# Assignment
A line belongs in the answer only if it contains the word "return"; copy every such line from the listing below.

Exercise input: Begin

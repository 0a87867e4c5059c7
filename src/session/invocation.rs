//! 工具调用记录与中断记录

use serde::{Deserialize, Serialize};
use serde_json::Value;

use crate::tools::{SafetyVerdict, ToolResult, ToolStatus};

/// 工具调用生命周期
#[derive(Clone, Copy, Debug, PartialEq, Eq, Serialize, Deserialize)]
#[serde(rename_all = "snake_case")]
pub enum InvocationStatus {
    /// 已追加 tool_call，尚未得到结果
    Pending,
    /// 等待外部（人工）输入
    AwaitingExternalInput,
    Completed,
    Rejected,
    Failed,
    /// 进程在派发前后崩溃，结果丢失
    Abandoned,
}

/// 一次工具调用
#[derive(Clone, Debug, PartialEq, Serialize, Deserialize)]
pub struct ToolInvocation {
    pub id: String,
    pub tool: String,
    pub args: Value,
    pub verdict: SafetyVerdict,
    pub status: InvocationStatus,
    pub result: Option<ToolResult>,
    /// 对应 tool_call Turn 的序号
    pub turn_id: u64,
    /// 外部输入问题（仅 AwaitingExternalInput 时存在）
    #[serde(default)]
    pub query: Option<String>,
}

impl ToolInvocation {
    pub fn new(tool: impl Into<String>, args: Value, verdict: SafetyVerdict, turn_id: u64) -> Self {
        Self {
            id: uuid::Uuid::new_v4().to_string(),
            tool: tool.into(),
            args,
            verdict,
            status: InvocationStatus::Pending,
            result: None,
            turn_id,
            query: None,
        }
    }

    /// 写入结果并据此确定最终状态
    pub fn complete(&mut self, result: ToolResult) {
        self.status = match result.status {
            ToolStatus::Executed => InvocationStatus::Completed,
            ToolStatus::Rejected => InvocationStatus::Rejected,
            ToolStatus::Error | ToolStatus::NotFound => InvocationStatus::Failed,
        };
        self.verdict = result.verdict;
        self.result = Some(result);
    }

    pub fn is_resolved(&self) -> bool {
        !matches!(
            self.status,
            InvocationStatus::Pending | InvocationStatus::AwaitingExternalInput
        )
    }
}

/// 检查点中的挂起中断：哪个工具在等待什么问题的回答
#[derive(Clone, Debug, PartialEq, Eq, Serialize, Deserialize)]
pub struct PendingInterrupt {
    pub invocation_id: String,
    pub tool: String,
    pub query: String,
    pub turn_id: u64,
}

Exercise input: End
Exercise input: Begin

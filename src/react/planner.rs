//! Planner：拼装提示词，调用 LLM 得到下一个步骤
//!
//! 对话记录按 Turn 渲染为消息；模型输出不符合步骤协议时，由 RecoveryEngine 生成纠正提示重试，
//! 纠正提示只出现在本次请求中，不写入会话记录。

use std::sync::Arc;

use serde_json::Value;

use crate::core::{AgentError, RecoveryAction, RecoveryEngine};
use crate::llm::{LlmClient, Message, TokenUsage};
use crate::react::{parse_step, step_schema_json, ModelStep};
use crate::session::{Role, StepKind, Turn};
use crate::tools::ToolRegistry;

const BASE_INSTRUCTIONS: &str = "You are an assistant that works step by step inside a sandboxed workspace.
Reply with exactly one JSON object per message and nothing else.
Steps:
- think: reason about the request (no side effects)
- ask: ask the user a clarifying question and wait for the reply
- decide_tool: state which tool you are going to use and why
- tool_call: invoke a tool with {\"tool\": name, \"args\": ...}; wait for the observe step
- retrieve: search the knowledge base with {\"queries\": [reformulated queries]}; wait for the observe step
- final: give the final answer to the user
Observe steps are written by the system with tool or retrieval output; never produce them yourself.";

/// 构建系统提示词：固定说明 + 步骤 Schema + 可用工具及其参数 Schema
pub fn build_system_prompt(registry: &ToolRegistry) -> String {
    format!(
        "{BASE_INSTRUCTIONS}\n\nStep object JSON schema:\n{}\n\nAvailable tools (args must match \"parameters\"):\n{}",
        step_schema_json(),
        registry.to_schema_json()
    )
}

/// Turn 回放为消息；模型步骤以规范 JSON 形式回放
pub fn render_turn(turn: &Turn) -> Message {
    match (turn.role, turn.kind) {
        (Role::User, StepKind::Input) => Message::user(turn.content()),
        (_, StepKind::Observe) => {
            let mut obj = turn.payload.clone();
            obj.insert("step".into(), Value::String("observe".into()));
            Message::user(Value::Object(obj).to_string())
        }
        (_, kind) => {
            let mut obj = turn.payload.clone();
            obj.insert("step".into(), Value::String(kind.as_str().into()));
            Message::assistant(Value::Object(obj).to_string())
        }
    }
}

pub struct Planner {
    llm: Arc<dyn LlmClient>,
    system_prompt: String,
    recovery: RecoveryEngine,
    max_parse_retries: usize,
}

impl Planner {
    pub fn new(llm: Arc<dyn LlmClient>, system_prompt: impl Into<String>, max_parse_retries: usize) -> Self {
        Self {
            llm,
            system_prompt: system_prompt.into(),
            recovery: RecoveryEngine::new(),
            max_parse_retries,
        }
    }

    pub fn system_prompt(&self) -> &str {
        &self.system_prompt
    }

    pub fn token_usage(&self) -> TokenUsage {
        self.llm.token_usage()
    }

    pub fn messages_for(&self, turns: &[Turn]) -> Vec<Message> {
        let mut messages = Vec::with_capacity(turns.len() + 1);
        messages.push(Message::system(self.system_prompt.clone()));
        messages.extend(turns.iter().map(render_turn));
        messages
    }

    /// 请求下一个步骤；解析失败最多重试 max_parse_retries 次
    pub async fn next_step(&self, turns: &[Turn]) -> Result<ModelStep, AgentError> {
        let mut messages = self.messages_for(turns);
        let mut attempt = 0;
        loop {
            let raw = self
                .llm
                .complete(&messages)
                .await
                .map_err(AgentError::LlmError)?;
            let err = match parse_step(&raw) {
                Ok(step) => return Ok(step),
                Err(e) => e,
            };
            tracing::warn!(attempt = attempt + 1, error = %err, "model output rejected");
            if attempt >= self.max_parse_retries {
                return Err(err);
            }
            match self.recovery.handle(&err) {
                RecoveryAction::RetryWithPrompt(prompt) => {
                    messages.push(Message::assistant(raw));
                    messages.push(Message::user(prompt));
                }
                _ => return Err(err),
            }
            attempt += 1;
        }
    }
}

Exercise input: End

# Response to the exercise
                Ok(step) => return Ok(step),
                return Err(err);
                _ => return Err(err),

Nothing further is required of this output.